Introduction for Git and Github for Beginners

Harika Bonthu 30 Jan, 2024 • 9 min read

This article was published as a part of the Data Science Blogathon

Introduction

Welcome to the world of collaborative coding! Ever wondered how multiple people can work on the same project without chaos? Enter Git and GitHub, the dynamic duo of version control. Learn the basics of Git, a Version Control System (VCS) that tracks changes in code. Discover GitHub, a platform that takes collaboration to the next level. This article explores the differences between Git and GitHub, walks you through Git installation, and introduces key operations and commands to empower your coding journey. Let’s dive in!

 
git and github

What is Git?

Git is a tool that helps software developers work together on projects. It keeps track of changes made to the code, allowing multiple people to collaborate without messing up each other’s work. Git also lets developers create separate branches to work on specific tasks and then merge their changes back together. It’s like a smart way to save and organize different versions of a project. Popular platforms like GitHub make it easier for developers to share their code and collaborate using Git.

What is GitHub and What does it do?

GitHub is a web-based platform that uses Git for version control. In simpler terms, it’s like a place on the internet where people can store and share their code with others. Here’s what GitHub does:

  • Code Hosting:
    • GitHub stores your code in the cloud, making it accessible from anywhere with an internet connection.
  • Version Control:
    • It uses Git to keep track of changes in your code over time, allowing you to see who made changes and when.
  • Collaboration:
    • Multiple people can work on the same project simultaneously, and GitHub helps manage their contributions.
  • Pull Requests:
    • When you want to add new features or fix issues, you can suggest changes through a “pull request.” Others can review and discuss your proposed changes before they are officially added.
  • Issues and Bug Tracking:
    • GitHub provides a way to report and track issues or bugs in your code, making it easier for teams to collaborate on problem-solving.
  • Wikis and Documentation:
    • You can create documentation for your projects, making it simpler for others to understand and contribute.
  • GitHub Pages:
    • GitHub allows you to host simple websites directly from your GitHub repository using a feature called GitHub Pages.
  • Community and Social Coding:
    • GitHub is a social platform, and developers can follow projects, collaborate with others, and contribute to open-source projects.
  • Visibility:
    • You can choose whether your projects are public (visible to everyone) or private (accessible only to selected collaborators).
  • Integration:
    • GitHub can integrate with various tools and services, making it a central hub for software development.

In essence, GitHub is a hub for hosting and collaborating on software projects.

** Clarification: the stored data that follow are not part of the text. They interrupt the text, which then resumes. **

//! Longcut progress events.
//!
//! - [`EventBus`] is the in-process publish/subscribe hub backed by
//!   `tokio::sync::broadcast`.
//! - [`PipelineEvent`] is the envelope stamped with run id and time.
//! - [`OrchestrationEvent`] enumerates the state changes of a run.

pub mod bus;
pub mod orchestration;

pub use bus::{EventBus, PipelineEvent};
pub use orchestration::{OrchestrationEvent, RunSummary};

It makes it easier for individuals and teams to work together, share code, and contribute to open-source projects.

Difference B/W Git and GitHub

Git:

  • Distributed version control system (DVCS).
  • Tracks changes in source code locally on a developer’s machine.
  • Allows users to commit changes, create branches, and manage code history locally.
  • Operates through commands like git commit, git pull, and git push.
  • Does not require an internet connection for basic operations.

GitHub:

  • Web-based platform for hosting and collaborating on Git repositories.
  • Provides remote repository hosting in the cloud.
  • Adds collaboration features such as pull requests, issues, and discussions.
  • Facilitates teamwork and code review through a user-friendly web interface.
  • Requires an internet connection for interacting with the remote repositories on GitHub.

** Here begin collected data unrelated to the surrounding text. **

// ---------------------------------------------------------------------------
// Test: three scenes, all succeed
// ---------------------------------------------------------------------------

#[tokio::test]
async fn fifteen_seconds_yields_three_clips_and_two_crossfades() {
    let mut h = harness(FakeBackend::new(&[]), fast_tuning());

    let result = h
        .orchestrator
        .run(request(15.0), CancellationToken::new())
        .await;

    assert!(result.success, "run failed: {:?}", result.error);
    assert_eq!(result.total_clips, 3);
    assert_eq!(result.successful_clips, 3);
    assert_eq!(result.failed_clips, 0);
    assert!(result.clips.iter().all(|c| c.retry_count == 0));
    assert!(result
        .clips
        .iter()
        .all(|c| c.continuity_score.unwrap() >= 70.0));

    // One generation call per scene; nothing regenerated.
    assert_eq!(h.backend.calls.load(Ordering::SeqCst), 3);

    let plans = h.engine.plans();
    let kinds: Vec<RenderPlanKind> = plans.iter().map(|p| p.kind).collect();
    assert_eq!(
        kinds,
        vec![
            RenderPlanKind::Stitch,
            RenderPlanKind::Upscale,
            RenderPlanKind::Interpolate,
            RenderPlanKind::Enhance
        ]
    );
    assert_eq!(plans[0].xfade_count(), 2);
    assert_eq!(result.duration_secs, 14.0);
    assert_eq!(result.resolution, QualityTier::Hd1080);
    assert_eq!(
        result.video,
        Some(MediaHandle::url(plans[3].output_path.clone()))
    );

    let json = serde_json::to_value(&result).unwrap();
    assert_eq!(json["total_clips"], 3);
    assert_eq!(json["clips"][2]["scene_id"], "scene-003");

    // Every stage appears exactly once, in order, and completed.
    let names: Vec<&str> = result.steps.iter().map(|s| s.name.as_str()).collect();
    assert_eq!(names, ALL_STEPS);
    assert!(result.steps.iter().all(|s| s.status == StepStatus::Completed));

    let events = drain(&mut h.events);
    assert!(matches!(
        events.first(),
        Some(OrchestrationEvent::OrchestrationStarted { .. })
    ));
    assert!(matches!(
        events.last(),
        Some(OrchestrationEvent::OrchestrationCompleted { summary })
            if summary.total_clips == 3 && summary.regenerated_clips == 0
    ));
    assert_eq!(
        events
            .iter()
            .filter(|e| matches!(e, OrchestrationEvent::BatchStarted { .. }))
            .count(),
        1
    );
}

// ---------------------------------------------------------------------------
// Test: one scene keeps failing past the retry cap
// ---------------------------------------------------------------------------

#[tokio::test]
async fn persistent_failure_is_reported_after_retry_cap() {
    let tuning = PipelineTuning {
        max_retries: 1,
        ..fast_tuning()
    };
    let h = harness(FakeBackend::new(&["scene-002"]), tuning);

    let result = h
        .orchestrator
        .run(request(15.0), CancellationToken::new())
        .await;

    assert!(result.success, "run failed: {:?}", result.error);
    assert_eq!(result.successful_clips, 2);
    assert_eq!(result.failed_clips, 1);

    let failed = &result.clips[1];
    assert_eq!(failed.scene_id, "scene-002");
    assert_eq!(failed.retry_count, 1);
    assert!(!failed.error.as_deref().unwrap_or("").is_empty());
    assert_eq!(failed.continuity_score, Some(0.0));

    // First attempt plus exactly one regeneration with a different model.
    let requests = h.backend.requests.lock().unwrap();
    let attempts: Vec<&GenerationRequest> = requests
        .iter()
        .filter(|r| r.scene_id == "scene-002")
        .collect();
    assert_eq!(attempts.len(), 2);
    assert_ne!(attempts[0].model, attempts[1].model);

    // The failed clip is left out of the stitch.
    assert_eq!(h.engine.plans()[0].inputs.len(), 2);
    assert_eq!(h.engine.plans()[0].xfade_count(), 1);
}

// ---------------------------------------------------------------------------
// Test: failure isolation inside one batch
// ---------------------------------------------------------------------------

#[tokio::test]
async fn one_failing_scene_in_a_batch_of_five() {
    let tuning = PipelineTuning {
        max_retries: 0,
        ..fast_tuning()
    };
    let h = harness(FakeBackend::new(&["scene-004"]), tuning);

    let result = h
        .orchestrator
        .run(request(25.0), CancellationToken::new())
        .await;

    assert_eq!(result.total_clips, 5);
    assert_eq!(result.successful_clips, 4);
    let ids: Vec<&str> = result.clips.iter().map(|c| c.scene_id.as_str()).collect();
    assert_eq!(
        ids,
        ["scene-001", "scene-002", "scene-003", "scene-004", "scene-005"]
    );
    assert!(result.clips[3].media.is_none());
    assert!(result.success);
}

// ---------------------------------------------------------------------------
// Test: regeneration recovers a scene
// ---------------------------------------------------------------------------

#[tokio::test]
async fn flagged_scene_recovers_on_alternate_model() {
    /// Fails only the first attempt of each listed scene.
    struct FlakyOnce {
        failing: Vec<String>,
        seen: Mutex<Vec<String>>,
    }

    #[async_trait]
    impl VideoBackend for FlakyOnce {
        fn name(&self) -> &str {
            "flaky"
        }

        async fn generate(
            &self,
            request: &GenerationRequest,
            _cancel: &CancellationToken,
        ) -> Result<GeneratedMedia, BackendError> {
            let mut seen = self.seen.lock().unwrap();
            let first = !seen.contains(&request.scene_id);
            seen.push(request.scene_id.clone());
            if first && self.failing.contains(&request.scene_id) {
                return Err(BackendError::Timeout { attempts: 3 });
            }
            Ok(GeneratedMedia {
                media: MediaHandle::url(format!("https://cdn.test/{}.mp4", request.scene_id)),
                duration_secs: None,
            })
        }
    }

    let models = Arc::new(ModelRegistry::builtin());
    let backend = Arc::new(FlakyOnce {
        failing: vec!["scene-001".to_string()],
        seen: Mutex::new(Vec::new()),
    });
    let mut backends = BackendRegistry::new(MODEL_KLING, backend.clone());
    for caps in models.models() {
        backends.register(caps.id.clone(), backend.clone());
    }
    let bus = Arc::new(EventBus::default());
    let mut rx = bus.subscribe();
    let orchestrator = Orchestrator::new(
        models,
        Arc::new(backends),
        Arc::new(DryRunRenderEngine::new()),
        "/tmp/longcut-test",
        fast_tuning(),
        bus,
    )
    .unwrap();

    let result = orchestrator.run(request(10.0), CancellationToken::new()).await;

    assert!(result.success);
    assert_eq!(result.failed_clips, 0);
    assert_eq!(result.clips[0].retry_count, 1);
    assert!(result.clips[0].is_success());
    let seen = backend.seen.lock().unwrap().clone();
    assert_eq!(seen.iter().filter(|id| *id == "scene-001").count(), 2);

    let events = drain(&mut rx);
    assert!(matches!(
        events.last(),
        Some(OrchestrationEvent::OrchestrationCompleted { summary }) if summary.regenerated_clips == 1
    ));
}

// ---------------------------------------------------------------------------
// Test: nothing to stitch
// ---------------------------------------------------------------------------

#[tokio::test]
async fn all_failed_clips_fail_the_run_at_stitching() {
    let tuning = PipelineTuning {
        max_retries: 0,
        ..fast_tuning()
    };
    let mut h = harness(FakeBackend::new(&["scene-001", "scene-002"]), tuning);

    let result = h
        .orchestrator
        .run(request(10.0), CancellationToken::new())
        .await;

    assert!(!result.success);
    assert!(result.video.is_none());
    assert!(result.error.as_deref().unwrap().contains("none of the 2 clips"));
    // Partial history is kept.
    assert_eq!(result.clips.len(), 2);
    let stitching = result.steps.iter().find(|s| s.name == STEP_STITCHING).unwrap();
    assert_eq!(stitching.status, StepStatus::Failed);
    assert!(h.engine.plans().is_empty());

    let events = drain(&mut h.events);
    assert!(matches!(
        events.last(),
        Some(OrchestrationEvent::OrchestrationFailed { step, .. }) if step == STEP_STITCHING
    ));
}

// ---------------------------------------------------------------------------
// Test: invalid request
// ---------------------------------------------------------------------------

#[tokio::test]
async fn invalid_request_fails_at_planning() {
    let h = harness(FakeBackend::new(&[]), fast_tuning());

    let result = h
        .orchestrator
        .run(request(0.0), CancellationToken::new())
        .await;

    assert!(!result.success);
    assert!(result.clips.is_empty());
    assert_eq!(result.steps.len(), 1);
    assert_eq!(result.steps[0].status, StepStatus::Failed);
    assert_eq!(h.backend.calls.load(Ordering::SeqCst), 0);
}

What is a Version Control System (VCS)?

Version Control Systems are the software tools for tracking/managing all the changes made to the source code during the project development. It keeps a record of every single change made to the code. It also allows us to turn back to the previous version of the code if any mistake is made in the current version. Without a VCS in place, it would not be possible to monitor the development of the project.

Types of VCS

The three types of VCS are:

  1. Local Version Control System
  2. Centralized Version Control System
  3. Distributed Version Control System

Local Version Control System

Local Version Control System is located in your local machine. If the local machine crashes, it would not be possible to retrieve the files, and all the information will be lost. If anything happens to a single version, all the versions made after that will be lost.

Also, with the Local Version Control System, it is not possible to collaborate with other collaborators.

Local vcs | git and github
Image 2

To collaborate with other developers on other systems, Centralized Version Control Systems are developed.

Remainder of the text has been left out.